Tokyo Rail Billboards Scan Viewer's Age, Gender
eldavojohn writes "The AFP is reporting on digital billboards in Tokyo that scan for a viewer's age and gender to tailor the message to them. It's a Digital Signage Promotion Project that 11 railway companies are debuting. The head of the project said, 'The camera can distinguish a person's sex and approximate age, even if the person only walks by in front of the display, at least if he or she looks at the screen for a second.' Philip K. Dick's Minority Report draws closer every day."
Quick! Everyone put on Larry King masks so all the billboards turn into adult diaper ads!
Help me fix my brother's injured butt!
...I doubt they get much accuracy in age, and probably a large number of "indeterminate" or false positives on gender...
If some electronic add calls me a chick, I'm punching its lights out!
RIP America
July 4, 1776 - September 11, 2001
The commercial eye-scanners were all Spielberg.
If you wanted to be really evil, you could program it to identify socially awkward teens and have it identify them as the opposite gender.
Well, it has never been successfully tested.
lol really? I don't understand your unexplained rage at being marketed to. Would it bother you if they instead paid a person to sit out there and write down the gender and approximate age of every person that walked past? Pretty much every person you see throughout the day has this information about you (and a lot more, for example, that you get upset a lot).
I mean, yeah, it's kind of annoying to get to a web page and there's advertising on it, but the ideal advertising is when you only tell people who are interested in a product about the product. That way you don't have to worry about people who aren't interested, or people who might become homicidal because of it, like you. This just goes one step closer to only giving people advertisement for things they might be interested in.
Really, don't kill anyone over this.
Qxe4
>>>YOU DON'T HAVE AN INALIENABLE RIGHT TO MARKET TO ME
Yes actually I do. It's my mouth and if I want to stand on a street corner and market my "the world is ending" speech all day long, I can. If you don't like it, move to a different part of the public street or only frequent private areas (like malls) where I can not enter.
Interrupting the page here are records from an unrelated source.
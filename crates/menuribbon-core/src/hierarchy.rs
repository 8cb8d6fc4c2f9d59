//! Hierarchy walks over the element tree.
//!
//! Parent lookup is a pluggable [`ParentOf`] strategy. The two backing
//! implementations, [`VisualParent`] and [`LogicalParent`], are combined with
//! [`Fallback`] so that a walk continues through the other tree whenever the
//! preferred one has no parent.
//!
//! [`locate`] is the popup hierarchy locator: it finds the nearest enclosing
//! popup root and the outermost popup item above a node.

use crate::tree::{ElementId, ElementKind, ElementTree};

/// Strategy answering "what is the parent of this element".
pub trait ParentOf {
    /// Parent of `id`, or `None` when the walk should stop.
    fn parent_of(&self, tree: &ElementTree, id: ElementId) -> Option<ElementId>;
}

/// Parent in the rendering tree.
#[derive(Debug, Clone, Copy, Default, PartialEq, Eq)]
pub struct VisualParent;

impl ParentOf for VisualParent {
    fn parent_of(&self, tree: &ElementTree, id: ElementId) -> Option<ElementId> {
        tree.visual_parent(id)
    }
}

/// Parent in the logical (data) tree.
#[derive(Debug, Clone, Copy, Default, PartialEq, Eq)]
pub struct LogicalParent;

impl ParentOf for LogicalParent {
    fn parent_of(&self, tree: &ElementTree, id: ElementId) -> Option<ElementId> {
        tree.logical_parent(id)
    }
}

/// Try `A` first, then `B`.
#[derive(Debug, Clone, Copy, Default, PartialEq, Eq)]
pub struct Fallback<A, B>(pub A, pub B);

impl<A: ParentOf, B: ParentOf> ParentOf for Fallback<A, B> {
    fn parent_of(&self, tree: &ElementTree, id: ElementId) -> Option<ElementId> {
        self.0
            .parent_of(tree, id)
            .or_else(|| self.1.parent_of(tree, id))
    }
}

/// Rendering tree first, logical tree as fallback.
pub const VISUAL_FIRST: Fallback<VisualParent, LogicalParent> = Fallback(VisualParent, LogicalParent);

/// Logical tree first, rendering tree as fallback.
pub const LOGICAL_FIRST: Fallback<LogicalParent, VisualParent> = Fallback(LogicalParent, VisualParent);

/// Iterator over an element and its ancestors.
#[derive(Debug, Clone)]
pub struct Ancestors<'a, P> {
    tree: &'a ElementTree,
    strategy: P,
    next: Option<ElementId>,
}

impl<P: ParentOf> Iterator for Ancestors<'_, P> {
    type Item = ElementId;

    fn next(&mut self) -> Option<Self::Item> {
        let current = self.next?;
        self.next = self.strategy.parent_of(self.tree, current);
        Some(current)
    }
}

/// Walk from `id` (inclusive) upward using `strategy`.
pub fn hierarchy<P: ParentOf>(tree: &ElementTree, id: ElementId, strategy: P) -> Ancestors<'_, P> {
    Ancestors {
        tree,
        strategy,
        next: tree.exists(id).then_some(id),
    }
}

/// Walk the rendering tree, falling back to the logical tree.
pub fn visual_hierarchy(
    tree: &ElementTree,
    id: ElementId,
) -> Ancestors<'_, Fallback<VisualParent, LogicalParent>> {
    hierarchy(tree, id, VISUAL_FIRST)
}

/// Walk the logical tree, falling back to the rendering tree.
pub fn logical_hierarchy(
    tree: &ElementTree,
    id: ElementId,
) -> Ancestors<'_, Fallback<LogicalParent, VisualParent>> {
    hierarchy(tree, id, LOGICAL_FIRST)
}

/// Result of a hierarchy lookup.
#[derive(Debug, Clone, Copy, PartialEq, Eq)]
pub struct Location {
    /// Nearest enclosing popup root
    pub root: Option<ElementId>,
    /// Outermost popup item ancestor, or the node itself
    pub top: ElementId,
    /// `top == node`
    pub is_top_level: bool,
}

/// Locate the root and top-level item of `node` using [`VISUAL_FIRST`].
#[must_use]
pub fn locate(tree: &ElementTree, node: ElementId) -> Location {
    locate_with(tree, node, VISUAL_FIRST)
}

/// Locate the root and top-level item of `node` with a custom parent strategy.
///
/// The walk stops at the first popup root or when no parent remains. The last
/// popup item passed on the way up becomes `top`.
pub fn locate_with<P: ParentOf>(tree: &ElementTree, node: ElementId, strategy: P) -> Location {
    let mut top = node;
    let mut root = None;

    for ancestor in hierarchy(tree, node, strategy) {
        match tree.kind(ancestor) {
            Some(ElementKind::PopupRoot) => {
                root = Some(ancestor);
                break;
            }
            Some(ElementKind::PopupItem) if ancestor != node => top = ancestor,
            _ => {}
        }
    }

    Location {
        root,
        top,
        is_top_level: top == node,
    }
}

/// First popup item strictly above `id` in the rendering hierarchy.
///
/// Popup roots have no parent item.
#[must_use]
pub fn parent_item(tree: &ElementTree, id: ElementId) -> Option<ElementId> {
    if tree.kind(id).is_some_and(ElementKind::is_popup_root) {
        return None;
    }
    visual_hierarchy(tree, id)
        .skip(1)
        .find(|a| tree.kind(*a).is_some_and(ElementKind::is_popup_item))
}

/// Nearest popup root in the logical hierarchy of `id` (inclusive).
#[must_use]
pub fn logical_root(tree: &ElementTree, id: ElementId) -> Option<ElementId> {
    logical_hierarchy(tree, id).find(|a| tree.kind(*a).is_some_and(ElementKind::is_popup_root))
}

/// Check whether `target` lies within `ancestor`'s rendering or logical subtree.
#[must_use]
pub fn contains(tree: &ElementTree, ancestor: ElementId, target: ElementId) -> bool {
    logical_hierarchy(tree, target).any(|a| a == ancestor)
        || visual_hierarchy(tree, target).any(|a| a == ancestor)
}

#[cfg(test)]
mod tests {
    use super::*;

    struct Menu {
        tree: ElementTree,
        root: ElementId,
        file: ElementId,
        panel: ElementId,
        open: ElementId,
        recent: ElementId,
    }

    // root > file > panel > open ; recent is logically under open only
    fn menu() -> Menu {
        let mut tree = ElementTree::new();
        let root = tree.create(ElementKind::PopupRoot);
        let file = tree.create(ElementKind::PopupItem);
        let panel = tree.create(ElementKind::Visual);
        let open = tree.create(ElementKind::PopupItem);
        let recent = tree.create(ElementKind::PopupItem);
        tree.set_visual_parent(file, Some(root)).unwrap();
        tree.set_visual_parent(panel, Some(file)).unwrap();
        tree.set_visual_parent(open, Some(panel)).unwrap();
        tree.set_logical_parent(recent, Some(open)).unwrap();
        Menu {
            tree,
            root,
            file,
            panel,
            open,
            recent,
        }
    }

    #[test]
    fn test_fallback_prefers_first_strategy() {
        let mut m = menu();
        let other = m.tree.create(ElementKind::Visual);
        m.tree.set_logical_parent(m.open, Some(other)).unwrap();

        assert_eq!(VISUAL_FIRST.parent_of(&m.tree, m.open), Some(m.panel));
        assert_eq!(LOGICAL_FIRST.parent_of(&m.tree, m.open), Some(other));
        assert_eq!(VISUAL_FIRST.parent_of(&m.tree, m.recent), Some(m.open));
    }

    #[test]
    fn test_visual_hierarchy_includes_self() {
        let m = menu();
        let chain: Vec<_> = visual_hierarchy(&m.tree, m.open).collect();
        assert_eq!(chain, vec![m.open, m.panel, m.file, m.root]);
    }

    #[test]
    fn test_hierarchy_of_unknown_is_empty() {
        let m = menu();
        assert_eq!(visual_hierarchy(&m.tree, ElementId::new(500)).count(), 0);
    }

    #[test]
    fn test_locate_top_level_item() {
        let m = menu();
        let loc = locate(&m.tree, m.file);
        assert_eq!(loc.root, Some(m.root));
        assert_eq!(loc.top, m.file);
        assert!(loc.is_top_level);
    }

    #[test]
    fn test_locate_nested_item() {
        let m = menu();
        let loc = locate(&m.tree, m.open);
        assert_eq!(loc.root, Some(m.root));
        assert_eq!(loc.top, m.file);
        assert!(!loc.is_top_level);
    }

    #[test]
    fn test_locate_through_logical_fallback() {
        let m = menu();
        let loc = locate(&m.tree, m.recent);
        assert_eq!(loc.root, Some(m.root));
        assert_eq!(loc.top, m.file);
    }

    #[test]
    fn test_locate_without_root() {
        let mut tree = ElementTree::new();
        let outer = tree.create(ElementKind::PopupItem);
        let inner = tree.create(ElementKind::PopupItem);
        tree.set_visual_parent(inner, Some(outer)).unwrap();

        let loc = locate(&tree, inner);
        assert_eq!(loc.root, None);
        assert_eq!(loc.top, outer);

        let loc = locate(&tree, outer);
        assert_eq!(loc.root, None);
        assert!(loc.is_top_level);
    }

    #[test]
    fn test_locate_stops_at_nearest_root() {
        let mut m = menu();
        let inner_root = m.tree.create(ElementKind::PopupRoot);
        let item = m.tree.create(ElementKind::PopupItem);
        m.tree.set_visual_parent(inner_root, Some(m.open)).unwrap();
        m.tree.set_visual_parent(item, Some(inner_root)).unwrap();

        let loc = locate(&m.tree, item);
        assert_eq!(loc.root, Some(inner_root));
        assert!(loc.is_top_level);
    }

    #[test]
    fn test_parent_item_skips_visuals() {
        let m = menu();
        assert_eq!(parent_item(&m.tree, m.open), Some(m.file));
        assert_eq!(parent_item(&m.tree, m.file), None);
        assert_eq!(parent_item(&m.tree, m.root), None);
    }

    #[test]
    fn test_logical_root() {
        let m = menu();
        assert_eq!(logical_root(&m.tree, m.recent), Some(m.root));
    }

    #[test]
    fn test_contains() {
        let m = menu();
        assert!(contains(&m.tree, m.file, m.open));
        assert!(contains(&m.tree, m.file, m.recent));
        assert!(contains(&m.tree, m.open, m.open));
        assert!(!contains(&m.tree, m.open, m.file));
    }
}
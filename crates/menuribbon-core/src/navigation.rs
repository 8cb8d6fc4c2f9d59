//! Keyboard navigation over item collections.
//!
//! [`next_item`] finds the element after (or before) the current one, wrapping
//! or clamping at the ends, and skipping everything the predicate rejects.
//! [`next_enabled_item`] additionally skips disabled containers.
//!
//! # Examples
//!
//! ```
//! use menuribbon_core::navigation::next_item;
//!
//! let items = ["A", "B", "C"];
//! assert_eq!(next_item(&items[..], Some(&"B"), true, false, None), Some(&"C"));
//! // Non-cyclic scans saturate at the boundary
//! assert_eq!(next_item(&items[..], Some(&"C"), true, false, None), Some(&"C"));
//! assert_eq!(next_item(&items[..], Some(&"C"), true, true, None), Some(&"A"));
//! ```

/// Predicate used to filter navigation candidates.
pub type ItemFilter<'p, T> = &'p dyn Fn(&T) -> bool;

/// Something holding an ordered item collection with per-item containers.
pub trait ItemsHost {
    /// Item type (data item or container)
    type Item;

    /// Items in display order.
    fn items(&self) -> &[Self::Item];

    /// Index of the container for an item (or of a container itself).
    fn index_from_container(&self, item_or_container: &Self::Item) -> Option<usize>;

    /// Check if the item's container currently accepts interaction.
    fn is_enabled_container(&self, _item: &Self::Item) -> bool {
        true
    }
}

impl<T: PartialEq> ItemsHost for [T] {
    type Item = T;

    fn items(&self) -> &[T] {
        self
    }

    fn index_from_container(&self, item_or_container: &T) -> Option<usize> {
        self.iter().position(|x| x == item_or_container)
    }
}

impl<T: PartialEq> ItemsHost for Vec<T> {
    type Item = T;

    fn items(&self) -> &[T] {
        self
    }

    fn index_from_container(&self, item_or_container: &T) -> Option<usize> {
        self.iter().position(|x| x == item_or_container)
    }
}

/// Find the next item in `host` after `current`.
///
/// - An empty collection yields `None`.
/// - With no current item, or a single item, the first item is returned if it
///   passes `predicate`.
/// - Otherwise offsets `1..=len` are scanned in the requested direction. Out of
///   range candidates wrap when `cycle` is set and clamp to the nearest end
///   otherwise, so a non-cyclic scan keeps re-testing the boundary item.
///
/// A `current` item that cannot be found is treated as sitting just before the
/// first item.
#[allow(clippy::cast_possible_wrap)]
pub fn next_item<'a, H>(
    host: &'a H,
    current: Option<&H::Item>,
    forward: bool,
    cycle: bool,
    predicate: Option<ItemFilter<'_, H::Item>>,
) -> Option<&'a H::Item>
where
    H: ItemsHost + ?Sized,
{
    let items = host.items();
    let accepts = |item: &H::Item| predicate.map_or(true, |p| p(item));

    let first = items.first()?;
    let Some(current) = current.filter(|_| items.len() > 1) else {
        return accepts(first).then_some(first);
    };

    let count = items.len() as isize;
    let index = host
        .index_from_container(current)
        .map_or(-1, |i| i as isize);

    (1..=count)
        .map(|offset| if forward { index + offset } else { index - offset })
        .map(|candidate| {
            if (0..count).contains(&candidate) {
                candidate
            } else if cycle {
                candidate.rem_euclid(count)
            } else if candidate < 0 {
                0
            } else {
                count - 1
            }
        })
        .filter_map(|i| items.get(i as usize))
        .find(|item| accepts(*item))
}

/// [`next_item`] restricted to items whose container is enabled.
pub fn next_enabled_item<'a, H>(
    host: &'a H,
    current: Option<&H::Item>,
    forward: bool,
    cycle: bool,
    predicate: Option<ItemFilter<'_, H::Item>>,
) -> Option<&'a H::Item>
where
    H: ItemsHost + ?Sized,
{
    let enabled =
        |item: &H::Item| host.is_enabled_container(item) && predicate.map_or(true, |p| p(item));
    next_item(host, current, forward, cycle, Some(&enabled))
}
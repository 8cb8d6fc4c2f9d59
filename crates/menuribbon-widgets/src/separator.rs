//! Separator elements.

use crate::style::Style;
use menuribbon_core::ElementId;

/// A separator between menu entries. Hosted as its own container.
#[derive(Debug, Clone, PartialEq)]
pub struct Separator {
    id: ElementId,
    style: Option<Style>,
}

impl Separator {
    /// Create an unstyled separator for element `id`.
    #[must_use]
    pub const fn new(id: ElementId) -> Self {
        Self { id, style: None }
    }

    /// Element id.
    #[must_use]
    pub const fn id(&self) -> ElementId {
        self.id
    }

    /// Assigned style.
    #[must_use]
    pub const fn style(&self) -> Option<&Style> {
        self.style.as_ref()
    }

    /// Check if no style has been assigned yet.
    #[must_use]
    pub const fn has_default_style(&self) -> bool {
        self.style.is_none()
    }

    pub(crate) fn set_style(&mut self, style: Option<Style>) {
        self.style = style;
    }
}
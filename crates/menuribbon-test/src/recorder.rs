//! Recording doubles for the popup coordinator and commands.
//!
//! Both write into one shared [`CallLog`], so tests can assert the relative
//! order of coordinator calls and command executions.

use menuribbon_core::ElementId;
use menuribbon_widgets::{Command, PopupManager};
use serde::{Deserialize, Serialize};
use std::cell::{Cell, RefCell};
use std::rc::Rc;

/// One observed call.
#[derive(Debug, Clone, PartialEq, Eq, Serialize, Deserialize)]
pub enum RecordedCall {
    /// `enter(item, immediate)`
    Enter {
        /// Item registering hover
        item: ElementId,
        /// Hover delay bypassed
        immediate: bool,
    },
    /// `exit(item)`
    Exit(ElementId),
    /// `is_responsive := value`
    SetResponsive(bool),
    /// `opened_item := value`
    SetOpenedItem(Option<ElementId>),
    /// `highlighted_item := value`
    SetHighlightedItem(Option<ElementId>),
    /// `tracking := value`
    SetTracking(bool),
    /// A recording command ran
    Executed(String),
}

/// Shared, ordered call log.
pub type CallLog = Rc<RefCell<Vec<RecordedCall>>>;

/// Create an empty log.
#[must_use]
pub fn call_log() -> CallLog {
    Rc::new(RefCell::new(Vec::new()))
}

/// Coordinator that records every call and keeps the last written values.
#[derive(Debug)]
pub struct RecordingPopupManager {
    log: CallLog,
    /// Responsive flag, as last set
    pub responsive: bool,
    /// Last requested open branch
    pub opened_item: Option<ElementId>,
    /// Last requested highlight
    pub highlighted_item: Option<ElementId>,
    /// Tracking flag, as last set
    pub tracking: bool,
}

impl RecordingPopupManager {
    /// Create a coordinator writing into `log`.
    #[must_use]
    pub const fn new(log: CallLog) -> Self {
        Self {
            log,
            responsive: false,
            opened_item: None,
            highlighted_item: None,
            tracking: false,
        }
    }

    /// Start out responsive (a drop-down already engaged).
    #[must_use]
    pub const fn with_responsive(mut self, responsive: bool) -> Self {
        self.responsive = responsive;
        self
    }

    /// The shared log.
    #[must_use]
    pub fn log(&self) -> CallLog {
        Rc::clone(&self.log)
    }

    fn record(&self, call: RecordedCall) {
        self.log.borrow_mut().push(call);
    }
}

impl PopupManager for RecordingPopupManager {
    fn enter(&mut self, item: ElementId, immediate: bool) {
        self.record(RecordedCall::Enter { item, immediate });
    }

    fn exit(&mut self, item: ElementId) {
        self.record(RecordedCall::Exit(item));
    }

    fn is_responsive(&self) -> bool {
        self.responsive
    }

    fn set_responsive(&mut self, responsive: bool) {
        self.responsive = responsive;
        self.record(RecordedCall::SetResponsive(responsive));
    }

    fn set_opened_item(&mut self, item: Option<ElementId>) {
        self.opened_item = item;
        self.record(RecordedCall::SetOpenedItem(item));
    }

    fn set_highlighted_item(&mut self, item: Option<ElementId>) {
        self.highlighted_item = item;
        self.record(RecordedCall::SetHighlightedItem(item));
    }

    fn set_tracking(&mut self, tracking: bool) {
        self.tracking = tracking;
        self.record(RecordedCall::SetTracking(tracking));
    }
}

/// Command that records its executions.
#[derive(Debug, Clone)]
pub struct RecordingCommand {
    name: String,
    log: CallLog,
    enabled: Rc<Cell<bool>>,
}

impl RecordingCommand {
    /// Create an enabled command writing into `log`.
    pub fn new(name: impl Into<String>, log: CallLog) -> Self {
        Self {
            name: name.into(),
            log,
            enabled: Rc::new(Cell::new(true)),
        }
    }

    /// Command name.
    #[must_use]
    pub fn name(&self) -> &str {
        &self.name
    }

    /// Enable or disable the command. Clones share the flag.
    pub fn set_enabled(&self, enabled: bool) {
        self.enabled.set(enabled);
    }

    /// Number of recorded executions of this command.
    #[must_use]
    pub fn executions(&self) -> usize {
        self.log
            .borrow()
            .iter()
            .filter(|c| matches!(c, RecordedCall::Executed(n) if *n == self.name))
            .count()
    }
}

impl Command for RecordingCommand {
    fn execute(&self) {
        self.log
            .borrow_mut()
            .push(RecordedCall::Executed(self.name.clone()));
    }

    fn can_execute(&self) -> bool {
        self.enabled.get()
    }
}

#[cfg(test)]
mod tests {
    use super::*;

    #[test]
    fn test_manager_records_in_order() {
        let log = call_log();
        let mut manager = RecordingPopupManager::new(Rc::clone(&log));
        manager.enter(ElementId::new(1), false);
        manager.set_responsive(true);
        manager.set_opened_item(Some(ElementId::new(2)));

        assert_eq!(
            *log.borrow(),
            vec![
                RecordedCall::Enter {
                    item: ElementId::new(1),
                    immediate: false
                },
                RecordedCall::SetResponsive(true),
                RecordedCall::SetOpenedItem(Some(ElementId::new(2))),
            ]
        );
        assert!(manager.is_responsive());
        assert_eq!(manager.opened_item, Some(ElementId::new(2)));
    }

    #[test]
    fn test_preset_responsive_is_not_logged() {
        let log = call_log();
        let manager = RecordingPopupManager::new(Rc::clone(&log)).with_responsive(true);
        assert!(manager.is_responsive());
        assert!(log.borrow().is_empty());
    }

    #[test]
    fn test_command_shares_log() {
        let log = call_log();
        let save = RecordingCommand::new("save", Rc::clone(&log));
        let mut manager = RecordingPopupManager::new(Rc::clone(&log));

        manager.set_responsive(false);
        save.execute();

        assert_eq!(
            *log.borrow(),
            vec![
                RecordedCall::SetResponsive(false),
                RecordedCall::Executed("save".to_string()),
            ]
        );
        assert_eq!(save.executions(), 1);
    }

    #[test]
    fn test_command_enabled_flag_is_shared() {
        let save = RecordingCommand::new("save", call_log());
        let clone = save.clone();
        clone.set_enabled(false);
        assert!(!save.can_execute());
    }

    #[test]
    fn test_recorded_call_json() {
        let call = RecordedCall::SetHighlightedItem(Some(ElementId::new(3)));
        let json = serde_json::to_string(&call).unwrap();
        let back: RecordedCall = serde_json::from_str(&json).unwrap();
        assert_eq!(back, call);
    }
}
#![allow(clippy::missing_panics_doc)]
//! Testing harness for MenuRibbon menus.
//!
//! - [`RecordingPopupManager`]: coordinator double logging every call
//! - [`RecordingCommand`]: command double logging into the same log
//! - [`Harness`]: builds a menu by name and simulates input
//!
//! ```
//! use menuribbon_test::{Harness, RecordedCall};
//! use menuribbon_widgets::MenuItemRole;
//!
//! let mut h = Harness::new();
//! h.top_level("File");
//! h.item("File", "Open");
//! h.assert_role("File", MenuItemRole::TopLevelHeader);
//!
//! let file = h.id("File");
//! h.mouse_down("File");
//! h.assert_calls(&[RecordedCall::Enter { item: file, immediate: true }]);
//! ```

mod harness;
mod recorder;

pub use harness::Harness;
pub use recorder::{call_log, CallLog, RecordedCall, RecordingCommand, RecordingPopupManager};
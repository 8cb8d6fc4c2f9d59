//! Broadcast event sources.
//!
//! An [`EventSource`] is the push side of an input stream: the rendering layer
//! emits values, subscribers receive them. Subscribing returns a
//! [`Subscription`] that detaches the handler when disposed.

use crate::disposable::Subscription;
use std::cell::RefCell;
use std::fmt;
use std::rc::{Rc, Weak};

type Handler<T> = Rc<dyn Fn(&T)>;

struct Registry<T> {
    next_id: u64,
    handlers: Vec<(u64, Handler<T>)>,
}

/// Single-threaded broadcast source.
///
/// Cloning an `EventSource` yields another handle to the same subscriber list.
pub struct EventSource<T> {
    registry: Rc<RefCell<Registry<T>>>,
}

impl<T: 'static> EventSource<T> {
    /// Create a source with no subscribers.
    #[must_use]
    pub fn new() -> Self {
        Self {
            registry: Rc::new(RefCell::new(Registry {
                next_id: 0,
                handlers: Vec::new(),
            })),
        }
    }

    /// Register `handler`; it stays registered until the returned
    /// subscription is disposed or dropped.
    pub fn subscribe(&self, handler: impl Fn(&T) + 'static) -> Subscription {
        let id = {
            let mut registry = self.registry.borrow_mut();
            let id = registry.next_id;
            registry.next_id += 1;
            registry.handlers.push((id, Rc::new(handler)));
            id
        };
        let registry: Weak<RefCell<Registry<T>>> = Rc::downgrade(&self.registry);
        Subscription::new(move || {
            if let Some(registry) = registry.upgrade() {
                registry.borrow_mut().handlers.retain(|(h, _)| *h != id);
            }
        })
    }

    /// Deliver `value` to every current subscriber.
    ///
    /// Handlers may subscribe or unsubscribe while being called; changes take
    /// effect from the next emission.
    pub fn emit(&self, value: &T) {
        let handlers: Vec<Handler<T>> = self
            .registry
            .borrow()
            .handlers
            .iter()
            .map(|(_, h)| Rc::clone(h))
            .collect();
        for handler in handlers {
            handler(value);
        }
    }

    /// Number of registered handlers.
    #[must_use]
    pub fn subscriber_count(&self) -> usize {
        self.registry.borrow().handlers.len()
    }
}

impl<T: 'static> Default for EventSource<T> {
    fn default() -> Self {
        Self::new()
    }
}

impl<T> Clone for EventSource<T> {
    fn clone(&self) -> Self {
        Self {
            registry: Rc::clone(&self.registry),
        }
    }
}

impl<T> fmt::Debug for EventSource<T> {
    fn fmt(&self, f: &mut fmt::Formatter<'_>) -> fmt::Result {
        f.debug_struct("EventSource")
            .field("subscribers", &self.registry.borrow().handlers.len())
            .finish()
    }
}
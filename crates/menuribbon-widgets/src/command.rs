//! Invokable commands bound to menu items.

use std::fmt;

/// Something a menu item can invoke.
pub trait Command {
    /// Run the command.
    fn execute(&self);

    /// Check if the command may run right now.
    fn can_execute(&self) -> bool {
        true
    }
}

/// Command backed by closures.
pub struct RelayCommand {
    execute: Box<dyn Fn()>,
    can_execute: Option<Box<dyn Fn() -> bool>>,
}

impl RelayCommand {
    /// Create a command that always runs `execute`.
    pub fn new(execute: impl Fn() + 'static) -> Self {
        Self {
            execute: Box::new(execute),
            can_execute: None,
        }
    }

    /// Gate the command on `can_execute`.
    #[must_use]
    pub fn with_can_execute(mut self, can_execute: impl Fn() -> bool + 'static) -> Self {
        self.can_execute = Some(Box::new(can_execute));
        self
    }
}

impl Command for RelayCommand {
    fn execute(&self) {
        (self.execute)();
    }

    fn can_execute(&self) -> bool {
        self.can_execute.as_ref().map_or(true, |f| f())
    }
}

impl fmt::Debug for RelayCommand {
    fn fmt(&self, f: &mut fmt::Formatter<'_>) -> fmt::Result {
        f.debug_struct("RelayCommand")
            .field("gated", &self.can_execute.is_some())
            .finish_non_exhaustive()
    }
}

/// Run `command` if it allows it. Returns whether it ran.
pub(crate) fn invoke(command: &dyn Command) -> bool {
    if command.can_execute() {
        command.execute();
        true
    } else {
        false
    }
}

#[cfg(test)]
mod tests {
    use super::*;
    use std::cell::Cell;
    use std::rc::Rc;

    #[test]
    fn test_relay_command_executes() {
        let count = Rc::new(Cell::new(0));
        let c = Rc::clone(&count);
        let command = RelayCommand::new(move || c.set(c.get() + 1));

        assert!(invoke(&command));
        assert!(invoke(&command));
        assert_eq!(count.get(), 2);
    }

    #[test]
    fn test_relay_command_gated() {
        let count = Rc::new(Cell::new(0));
        let enabled = Rc::new(Cell::new(false));
        let c = Rc::clone(&count);
        let e = Rc::clone(&enabled);
        let command = RelayCommand::new(move || c.set(c.get() + 1)).with_can_execute(move || e.get());

        assert!(!invoke(&command));
        assert_eq!(count.get(), 0);

        enabled.set(true);
        assert!(invoke(&command));
        assert_eq!(count.get(), 1);
    }

    #[test]
    fn test_relay_command_debug() {
        let command = RelayCommand::new(|| {});
        assert!(format!("{command:?}").contains("gated: false"));
    }
}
"I disapprove of what you say, but I will defend to the death your right to say it." - historian Evelyn Beatrice Hall
OK, I can accept that I may be wrong, that there may be some privacy issue that I'm not seeing. Not everything done with technology is a privacy problem, though. There is no personal information stored here. It's like the difference between putting a tracker on a car and a machine that counts cars going by. One is a privacy violation, and the other is laughable to get upset about.
I know it's good to worry about privacy issues, and slippery slopes and all that, but this isn't a slippery slope. We can draw a line between things that need a warrant (or permission) and things that don't. "Think of the privacy issues" is like the nerd equivalent of "think of the children," you can use it to manipulate geeks to oppose things, but I don't see this one as crossing the line.
In any case raging about it does nothing except make you look silly, and probably reduces your chances of actually doing something practical about it.
Qxe4
... you're giving them ideas!
Slashdot: Where people pretend to be twice as smart as they really are by behaving like children.
Automatic recognition, on a wide scale / network, of young females, in Japan?
Uh, no. It's not automatic recognition on an individual level beyond age and gender. It won't say "Hey! Yoshiko! You there! Buy some Pocari Sweat!" It might say "Hey! Big group of mostly 20 something guys heading to the business district! How about some Evangelion-themed pachinko after work!"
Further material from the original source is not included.